TGradient Descent is used to find the values of a function's parameters (coefficients or weights in machine learning) that minimizes the cost (or loss) function. Cost function is the difference between predictions generated by an algorithm and the actual value. 

Gradient Descent tries to minimize cost function such that the predictions are closer to the real values. This can be calculated in many ways and one of these is the mean square error (MSE).

$$ MSE = \frac{1}{n} \sum_{i=1}^{n} \left(y_i - \hat{y}_{i} \right)^2 $$
$y =$ actual value

$\hat{y} =$ predicted value

When gradient descent is employed, the idea is to find the lowest point in this function, where mean square error is closest to zero.

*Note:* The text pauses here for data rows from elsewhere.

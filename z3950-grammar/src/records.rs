//! Type descriptors of the record syntaxes that are carried as
//! `single-ASN1-type` EXTERNALs: GRS-1 generic records, the
//! record syntax and category parts of Explain, and SUTRS.
use crate::{
    explicit, implicit,
    types::{alternative, optional, required, AsnInteger},
    z3950::{
        BOOLEAN, EXTERNAL, GENERALIZED_TIME, INTEGER, INTERNATIONAL_STRING, INT_UNIT, NULL,
        OBJECT_IDENTIFIER, OBJECT_IDENTIFIER_LIST, OCTET_STRING, OTHER_INFORMATION,
        STRING_OR_NUMERIC, TERM, UNIT,
    },
    ASN1Type, CharacterStringType, ToplevelDeclaration, UNTAGGED,
};

// GRS-1

pub static GENERIC_RECORD: ToplevelDeclaration =
    ToplevelDeclaration::new("GenericRecord", UNTAGGED, ASN1Type::SequenceOf(&TAGGED_ELEMENT));

sequence!(TAGGED_ELEMENT = "TaggedElement", UNTAGGED, [
    optional("tagType", implicit(1), &INTEGER),
    required("tagValue", explicit(2), &STRING_OR_NUMERIC),
    optional("tagOccurrence", implicit(3), &INTEGER),
    required("content", explicit(4), &ELEMENT_DATA),
    optional("metaData", implicit(5), &ELEMENT_META_DATA),
    optional("appliedVariant", implicit(6), &VARIANT),
]);

choice!(ELEMENT_DATA = "ElementData", UNTAGGED, [
    alternative("octets", UNTAGGED, &OCTET_STRING),
    alternative("numeric", UNTAGGED, &INTEGER),
    alternative("date", UNTAGGED, &GENERALIZED_TIME),
    alternative("ext", UNTAGGED, &EXTERNAL),
    alternative("string", UNTAGGED, &INTERNATIONAL_STRING),
    alternative("trueOrFalse", UNTAGGED, &BOOLEAN),
    alternative("oid", UNTAGGED, &OBJECT_IDENTIFIER),
    alternative("intUnit", implicit(1), &INT_UNIT),
    alternative("elementNotThere", implicit(2), &NULL),
    alternative("elementEmpty", implicit(3), &NULL),
    alternative("noDataRequested", implicit(4), &NULL),
    alternative("diagnostic", implicit(5), &EXTERNAL),
    alternative("subtree", explicit(6), &GENERIC_RECORD),
]);

sequence!(ELEMENT_META_DATA = "ElementMetaData", UNTAGGED, [
    optional("seriesOrder", implicit(1), &ORDER),
    optional("usageRight", implicit(2), &USAGE),
    optional("hits", implicit(3), &HIT_VECTORS),
    optional("displayName", implicit(4), &INTERNATIONAL_STRING),
    optional("supportedVariants", implicit(5), &VARIANTS),
    optional("message", implicit(6), &INTERNATIONAL_STRING),
    optional("elementDescriptor", implicit(7), &OCTET_STRING),
    optional("surrogateFor", implicit(8), &TAG_PATH),
    optional("surrogateElement", implicit(9), &TAG_PATH),
    optional("other", implicit(99), &EXTERNAL),
]);

pub static TAG_PATH: ToplevelDeclaration =
    ToplevelDeclaration::new("TagPath", UNTAGGED, ASN1Type::SequenceOf(&TAG_PATH_ITEM));

sequence!(TAG_PATH_ITEM = "TagPath.item", UNTAGGED, [
    optional("tagType", implicit(1), &INTEGER),
    required("tagValue", explicit(2), &STRING_OR_NUMERIC),
    optional("tagOccurrence", implicit(3), &INTEGER),
]);

sequence!(ORDER = "Order", UNTAGGED, [
    required("ascending", implicit(1), &BOOLEAN),
    required("order", implicit(2), &INTEGER),
]);

sequence!(USAGE = "Usage", UNTAGGED, [
    required("type", implicit(1), &USAGE_TYPE),
    optional("restriction", implicit(2), &INTERNATIONAL_STRING),
]);

pub static USAGE_TYPE: ToplevelDeclaration = ToplevelDeclaration::new(
    "Usage.type",
    UNTAGGED,
    ASN1Type::Integer(AsnInteger::named(&[
        (1, "redistributable"),
        (2, "restricted"),
        (3, "licensePointer"),
    ])),
);

pub static HIT_VECTORS: ToplevelDeclaration =
    ToplevelDeclaration::new("SEQUENCE OF HitVector", UNTAGGED, ASN1Type::SequenceOf(&HIT_VECTOR));

sequence!(HIT_VECTOR = "HitVector", UNTAGGED, [
    optional("satisfier", UNTAGGED, &TERM),
    optional("offsetIntoElement", implicit(1), &INT_UNIT),
    optional("length", implicit(2), &INT_UNIT),
    optional("hitRank", implicit(3), &INTEGER),
    optional("targetToken", implicit(4), &OCTET_STRING),
]);

pub static VARIANTS: ToplevelDeclaration =
    ToplevelDeclaration::new("SEQUENCE OF Variant", UNTAGGED, ASN1Type::SequenceOf(&VARIANT));

sequence!(VARIANT = "Variant", UNTAGGED, [
    optional("globalVariantSetId", implicit(1), &OBJECT_IDENTIFIER),
    required("triples", implicit(2), &TRIPLES),
]);

pub static TRIPLES: ToplevelDeclaration =
    ToplevelDeclaration::new("Variant.triples", UNTAGGED, ASN1Type::SequenceOf(&TRIPLE));

sequence!(TRIPLE = "Variant.triples.item", UNTAGGED, [
    optional("variantSetId", implicit(0), &OBJECT_IDENTIFIER),
    required("class", implicit(1), &INTEGER),
    required("type", implicit(2), &INTEGER),
    required("value", explicit(3), &TRIPLE_VALUE),
]);

choice!(TRIPLE_VALUE = "Variant.triples.item.value", UNTAGGED, [
    alternative("integer", UNTAGGED, &INTEGER),
    alternative("internationalString", UNTAGGED, &INTERNATIONAL_STRING),
    alternative("octetString", UNTAGGED, &OCTET_STRING),
    alternative("objectIdentifier", UNTAGGED, &OBJECT_IDENTIFIER),
    alternative("boolean", UNTAGGED, &BOOLEAN),
    alternative("null", UNTAGGED, &NULL),
    alternative("unit", implicit(1), &UNIT),
    alternative("valueAndUnit", implicit(2), &INT_UNIT),
]);

// Explain

choice!(EXPLAIN_RECORD = "Explain-Record", UNTAGGED, [
    alternative("recordSyntaxInfo", implicit(6), &RECORD_SYNTAX_INFO),
    alternative("categoryList", implicit(11), &CATEGORY_LIST),
]);

sequence!(RECORD_SYNTAX_INFO = "RecordSyntaxInfo", UNTAGGED, [
    optional("commonInfo", implicit(0), &COMMON_INFO),
    required("recordSyntax", implicit(1), &OBJECT_IDENTIFIER),
    required("name", implicit(2), &INTERNATIONAL_STRING),
    optional("transferSyntaxes", implicit(3), &OBJECT_IDENTIFIER_LIST),
    optional("description", explicit(4), &HUMAN_STRING),
    optional("asn1Module", implicit(5), &INTERNATIONAL_STRING),
    optional("abstractStructure", implicit(6), &ELEMENT_INFOS),
]);

pub static ELEMENT_INFOS: ToplevelDeclaration =
    ToplevelDeclaration::new("SEQUENCE OF ElementInfo", UNTAGGED, ASN1Type::SequenceOf(&ELEMENT_INFO));

sequence!(ELEMENT_INFO = "ElementInfo", UNTAGGED, [
    required("elementName", implicit(1), &INTERNATIONAL_STRING),
    required("elementTagPath", implicit(2), &PATH),
    optional("dataType", explicit(3), &ELEMENT_DATA_TYPE),
    required("required", implicit(4), &BOOLEAN),
    required("repeatable", implicit(5), &BOOLEAN),
    optional("description", explicit(6), &HUMAN_STRING),
]);

pub static PATH: ToplevelDeclaration =
    ToplevelDeclaration::new("Path", UNTAGGED, ASN1Type::SequenceOf(&PATH_ITEM));

sequence!(PATH_ITEM = "Path.item", UNTAGGED, [
    required("tagType", implicit(1), &INTEGER),
    required("tagValue", explicit(2), &STRING_OR_NUMERIC),
]);

choice!(ELEMENT_DATA_TYPE = "ElementDataType", UNTAGGED, [
    alternative("primitive", implicit(0), &PRIMITIVE_DATA_TYPE),
    alternative("structured", implicit(1), &ELEMENT_INFOS),
]);

pub static PRIMITIVE_DATA_TYPE: ToplevelDeclaration = ToplevelDeclaration::new(
    "PrimitiveDataType",
    UNTAGGED,
    ASN1Type::Integer(AsnInteger::named(&[
        (0, "octetString"),
        (1, "numeric"),
        (2, "date"),
        (3, "external"),
        (4, "string"),
        (5, "trueOrFalse"),
        (6, "oid"),
        (7, "intUnit"),
        (8, "empty"),
        (100, "noneOfTheAbove"),
    ])),
);

pub static HUMAN_STRING: ToplevelDeclaration =
    ToplevelDeclaration::new("HumanString", UNTAGGED, ASN1Type::SequenceOf(&HUMAN_STRING_ITEM));

sequence!(HUMAN_STRING_ITEM = "HumanString.item", UNTAGGED, [
    optional("language", implicit(0), &INTERNATIONAL_STRING),
    required("text", implicit(1), &INTERNATIONAL_STRING),
]);

sequence!(COMMON_INFO = "CommonInfo", UNTAGGED, [
    optional("dateAdded", implicit(0), &GENERALIZED_TIME),
    optional("dateChanged", implicit(1), &GENERALIZED_TIME),
    optional("expiry", implicit(2), &GENERALIZED_TIME),
    optional("humanString-Language", implicit(3), &INTERNATIONAL_STRING),
    optional("otherInfo", UNTAGGED, &OTHER_INFORMATION),
]);

sequence!(CATEGORY_LIST = "CategoryList", UNTAGGED, [
    optional("commonInfo", implicit(0), &COMMON_INFO),
    required("categories", implicit(1), &CATEGORY_INFOS),
]);

pub static CATEGORY_INFOS: ToplevelDeclaration =
    ToplevelDeclaration::new("SEQUENCE OF CategoryInfo", UNTAGGED, ASN1Type::SequenceOf(&CATEGORY_INFO));

sequence!(CATEGORY_INFO = "CategoryInfo", UNTAGGED, [
    required("category", implicit(1), &INTERNATIONAL_STRING),
    optional("originalCategory", implicit(2), &INTERNATIONAL_STRING),
    optional("description", explicit(3), &HUMAN_STRING),
    optional("asn1Module", implicit(4), &INTERNATIONAL_STRING),
]);

// SUTRS

pub static SUTRS_RECORD: ToplevelDeclaration = ToplevelDeclaration::new(
    "SutrsRecord",
    UNTAGGED,
    ASN1Type::CharacterString(CharacterStringType::GeneralString),
);

#[cfg(test)]
mod tests {
    use super::*;
    use crate::types::SequenceMember;

    fn members(decl: &ToplevelDeclaration) -> &'static [SequenceMember] {
        match decl.r#type {
            ASN1Type::Sequence(s) => s.members,
            _ => panic!("{decl:?} is not a SEQUENCE"),
        }
    }

    #[test]
    fn tagged_elements_nest_through_subtrees() {
        let ASN1Type::Choice(data) = ELEMENT_DATA.r#type else {
            panic!("ElementData is not a CHOICE")
        };
        let subtree = data.option_for(&crate::AsnTag::context(6)).unwrap();
        let ASN1Type::SequenceOf(element) = subtree.r#type.r#type else {
            panic!("subtree is not a SEQUENCE OF")
        };
        assert!(core::ptr::eq(element, &TAGGED_ELEMENT));
        assert!(core::ptr::eq(members(&TAGGED_ELEMENT)[3].r#type, &ELEMENT_DATA));
    }

    #[test]
    fn element_infos_nest_through_structured_data_types() {
        let data_type = members(&ELEMENT_INFO)[2];
        assert_eq!(data_type.name, "dataType");
        let ASN1Type::Choice(choice) = data_type.r#type.r#type else {
            panic!("ElementDataType is not a CHOICE")
        };
        let ASN1Type::SequenceOf(element) = choice.options[1].r#type.r#type else {
            panic!("structured is not a SEQUENCE OF")
        };
        assert!(core::ptr::eq(element, &ELEMENT_INFO));
    }
}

A gradient measures how much the output of the given function
varies when varying the inputs by a small factor, which is the same as the concept of
derivatives in calculus. A gradient calculates the variation in all weights with respect to the
change in error. Gradients are the slope of a function. A higher gradient means a steeper
slope and that a model can learn more rapidly. The gradient points toward the direction of
steepest slope.

The `Autograd` module in PyTorch performs all gradient calculations. It is the core Torch package for automatic differentiation. It often holds the value of the cost function. Using a tape-based
system for automatic differentiation, in the forward phase, the Autograd tape will
remember all the operations it executed, and in the backward phase it will replay them.

### **Let us code**

When we want to use PyTorch to create tensors to perform gradient calculations, we need to add a new key that lets
PyTorch know what is expected.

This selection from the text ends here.